Entries supplied:
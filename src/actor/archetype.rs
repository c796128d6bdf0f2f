//! Type-level state declarations.

use crate::core::{MethodMap, StateTable};

/// A host type that declares states and default methods shared by all of
/// its actors.
///
/// Archetype states land in each actor's own registry, next to any states
/// defined on the instance, and can be extended or cleared per instance.
/// Defaults answer calls the active state does not handle.
///
/// Defaults are plain methods. A `begin` or `end` hook in the map returned by
/// [`Archetype::defaults`] belongs to no state, so it is dropped with a
/// warning and never runs; declare hooks on a state in
/// [`Archetype::states`] instead.
///
/// # Example
///
/// ```rust
/// use demeanor::{Actor, Archetype, MethodMap, StateTable};
/// use serde_json::Value;
///
/// struct Guard;
///
/// impl Archetype for Guard {
///     type Context = u32;
///
///     fn states() -> StateTable<u32> {
///         StateTable::new().state(
///             "Alert",
///             MethodMap::new().method("greet", |_, _| Value::from("Halt!")),
///         )
///     }
///
///     fn defaults() -> MethodMap<u32> {
///         MethodMap::new().method("greet", |_, _| Value::from("Hello."))
///     }
/// }
///
/// let mut guard = Actor::from_archetype::<Guard>(0);
/// assert_eq!(guard.invoke("greet", Value::Null).unwrap(), "Hello.");
///
/// guard.go_to_state("Alert");
/// assert_eq!(guard.invoke("greet", Value::Null).unwrap(), "Halt!");
/// ```
pub trait Archetype {
    type Context: 'static;

    /// States every actor of this type starts with.
    fn states() -> StateTable<Self::Context>;

    /// Methods used when the active state does not provide one.
    fn defaults() -> MethodMap<Self::Context> {
        MethodMap::new()
    }
}

#[cfg(test)]
mod tests {
    use super::*;
    use crate::Actor;
    use serde_json::Value;

    #[derive(Default)]
    struct Lamp {
        lit: bool,
        stray_hooks: u32,
    }

    struct LampType;

    impl Archetype for LampType {
        type Context = Lamp;

        fn states() -> StateTable<Lamp> {
            StateTable::new()
                .state(
                    "On",
                    MethodMap::new()
                        .begin(|actor: &mut Actor<Lamp>, _| actor.context_mut().lit = true)
                        .method("glow", |_, _| Value::Bool(true)),
                )
                .state(
                    "Off",
                    MethodMap::new()
                        .begin(|actor: &mut Actor<Lamp>, _| actor.context_mut().lit = false)
                        .method("glow", |_, _| Value::Bool(false)),
                )
        }

        fn defaults() -> MethodMap<Lamp> {
            MethodMap::new()
                .begin(|actor: &mut Actor<Lamp>, _| actor.context_mut().stray_hooks += 1)
                .end(|actor: &mut Actor<Lamp>, _| actor.context_mut().stray_hooks += 1)
                .method("describe", |actor: &mut Actor<Lamp>, _| {
                    Value::from(actor.state().unwrap_or("unplugged"))
                })
        }
    }

    #[test]
    fn archetype_states_are_registered() {
        let actor = Actor::from_archetype::<LampType>(Lamp::default());

        assert!(actor.is_defined("On"));
        assert!(actor.is_defined("Off"));
        assert_eq!(actor.state(), None);
    }

    #[test]
    fn defaults_use_the_actor_as_receiver() {
        let mut actor = Actor::from_archetype::<LampType>(Lamp::default());
        assert_eq!(actor.invoke("describe", Value::Null), Ok(Value::from("unplugged")));

        actor.go_to_state("On");
        assert!(actor.context().lit);
        assert_eq!(actor.invoke("describe", Value::Null), Ok(Value::from("On")));
    }

    #[test]
    fn hooks_in_defaults_are_ignored() {
        let mut actor = Actor::from_archetype::<LampType>(Lamp::default());

        assert!(!actor.has_default("begin"));
        assert!(!actor.has_default("end"));
        assert!(actor.has_default("describe"));
        assert!(actor.invoke("begin", Value::Null).is_err());

        actor.go_to_state("On").go_to_state("Off").go_to_state(None);
        assert_eq!(actor.context().stray_hooks, 0);
    }

    #[test]
    fn instance_definitions_extend_archetype_states() {
        let mut actor = Actor::from_archetype::<LampType>(Lamp::default());
        actor.define_state("On", MethodMap::new().method("hum", |_, _| Value::Null));
        actor.go_to_state("On");

        assert_eq!(actor.methods(), ["glow", "hum"]);
    }
}
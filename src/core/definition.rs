//! Named state definitions.

use super::method::{noop_hook, Entry, Hook, Method, MethodMap};
use serde::{Deserialize, Serialize};
use std::collections::HashMap;
use std::fmt;
use std::rc::Rc;
use uuid::Uuid;

/// Identity of a state definition.
///
/// Minted when a definition is created. Merging more methods into a
/// definition keeps its id; clearing a state and defining it again yields a
/// new id.
#[derive(Clone, Copy, PartialEq, Eq, Hash, Debug, Serialize, Deserialize)]
pub struct StateId(Uuid);

impl StateId {
    fn new() -> Self {
        Self(Uuid::new_v4())
    }
}

impl fmt::Display for StateId {
    fn fmt(&self, f: &mut fmt::Formatter<'_>) -> fmt::Result {
        self.0.fmt(f)
    }
}

/// A named bundle of methods plus `begin`/`end` hooks.
///
/// Method names keep the order in which they were first declared. Hooks
/// are never part of the method set.
pub struct StateDefinition<C> {
    id: StateId,
    name: String,
    method_names: Vec<String>,
    methods: HashMap<String, Method<C>>,
    begin: Hook<C>,
    end: Hook<C>,
}

impl<C: 'static> StateDefinition<C> {
    /// Create an empty definition whose hooks do nothing.
    pub(crate) fn new(name: impl Into<String>) -> Self {
        Self {
            id: StateId::new(),
            name: name.into(),
            method_names: Vec::new(),
            methods: HashMap::new(),
            begin: noop_hook(),
            end: noop_hook(),
        }
    }
}

impl<C> StateDefinition<C> {
    /// Identity of this definition.
    pub fn id(&self) -> StateId {
        self.id
    }

    /// The state name this definition is registered under.
    pub fn name(&self) -> &str {
        &self.name
    }

    /// Names of the methods this state contributes, in declaration order.
    pub fn method_names(&self) -> &[String] {
        &self.method_names
    }

    /// Look up a declared method callable.
    pub fn method(&self, name: &str) -> Option<&Method<C>> {
        self.methods.get(name)
    }

    /// Whether `name` is one of the declared methods.
    pub fn has_method(&self, name: &str) -> bool {
        self.methods.contains_key(name)
    }

    /// Hook run when the state is entered.
    pub fn begin_hook(&self) -> &Hook<C> {
        &self.begin
    }

    /// Hook run when the state is left.
    pub fn end_hook(&self) -> &Hook<C> {
        &self.end
    }

    /// Merge a method map into this definition.
    ///
    /// Hooks are replaced. Methods are added or overwritten by name; a
    /// name that is already declared keeps its original position.
    pub(crate) fn merge(&mut self, methods: MethodMap<C>) {
        for entry in methods.into_entries() {
            match entry {
                Entry::Begin(hook) => self.begin = hook,
                Entry::End(hook) => self.end = hook,
                Entry::Method(name, method) => {
                    if !self.methods.contains_key(&name) {
                        self.method_names.push(name.clone());
                    }
                    self.methods.insert(name, method);
                }
            }
        }
    }
}

impl<C> Clone for StateDefinition<C> {
    fn clone(&self) -> Self {
        Self {
            id: self.id,
            name: self.name.clone(),
            method_names: self.method_names.clone(),
            methods: self
                .methods
                .iter()
                .map(|(name, method)| (name.clone(), Rc::clone(method)))
                .collect(),
            begin: Rc::clone(&self.begin),
            end: Rc::clone(&self.end),
        }
    }
}

impl<C> fmt::Debug for StateDefinition<C> {
    fn fmt(&self, f: &mut fmt::Formatter<'_>) -> fmt::Result {
        f.debug_struct("StateDefinition")
            .field("id", &self.id)
            .field("name", &self.name)
            .field("methods", &self.method_names)
            .finish()
    }
}
//! Builder API for ergonomic actor construction.
//!
//! This module provides a fluent builder, the actor configuration, and
//! macros for declaring method maps and state tables with little
//! boilerplate.

pub mod actor;
pub mod config;
pub mod macros;

pub use actor::ActorBuilder;
pub use config::{ActorConfig, DEFAULT_HISTORY_LIMIT};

What to do: Set down, word for word, each line from the top of the records above through the line with "type Context: 'static;".

Task solution:
filename src/actor/archetype.rs
repository c796128d6bdf0f2f
//! Type-level state declarations.

use crate::core::{MethodMap, StateTable};

/// A host type that declares states and default methods shared by all of
/// its actors.
///
/// Archetype states land in each actor's own registry, next to any states
/// defined on the instance, and can be extended or cleared per instance.
/// Defaults answer calls the active state does not handle.
///
/// Defaults are plain methods. A `begin` or `end` hook in the map returned by
/// [`Archetype::defaults`] belongs to no state, so it is dropped with a
/// warning and never runs; declare hooks on a state in
/// [`Archetype::states`] instead.
///
/// # Example
///
/// ```rust
/// use demeanor::{Actor, Archetype, MethodMap, StateTable};
/// use serde_json::Value;
///
/// struct Guard;
///
/// impl Archetype for Guard {
///     type Context = u32;
///
///     fn states() -> StateTable<u32> {
///         StateTable::new().state(
///             "Alert",
///             MethodMap::new().method("greet", |_, _| Value::from("Halt!")),
///         )
///     }
///
///     fn defaults() -> MethodMap<u32> {
///         MethodMap::new().method("greet", |_, _| Value::from("Hello."))
///     }
/// }
///
/// let mut guard = Actor::from_archetype::<Guard>(0);
/// assert_eq!(guard.invoke("greet", Value::Null).unwrap(), "Hello.");
///
/// guard.go_to_state("Alert");
/// assert_eq!(guard.invoke("greet", Value::Null).unwrap(), "Halt!");
/// ```
pub trait Archetype {
    type Context: 'static;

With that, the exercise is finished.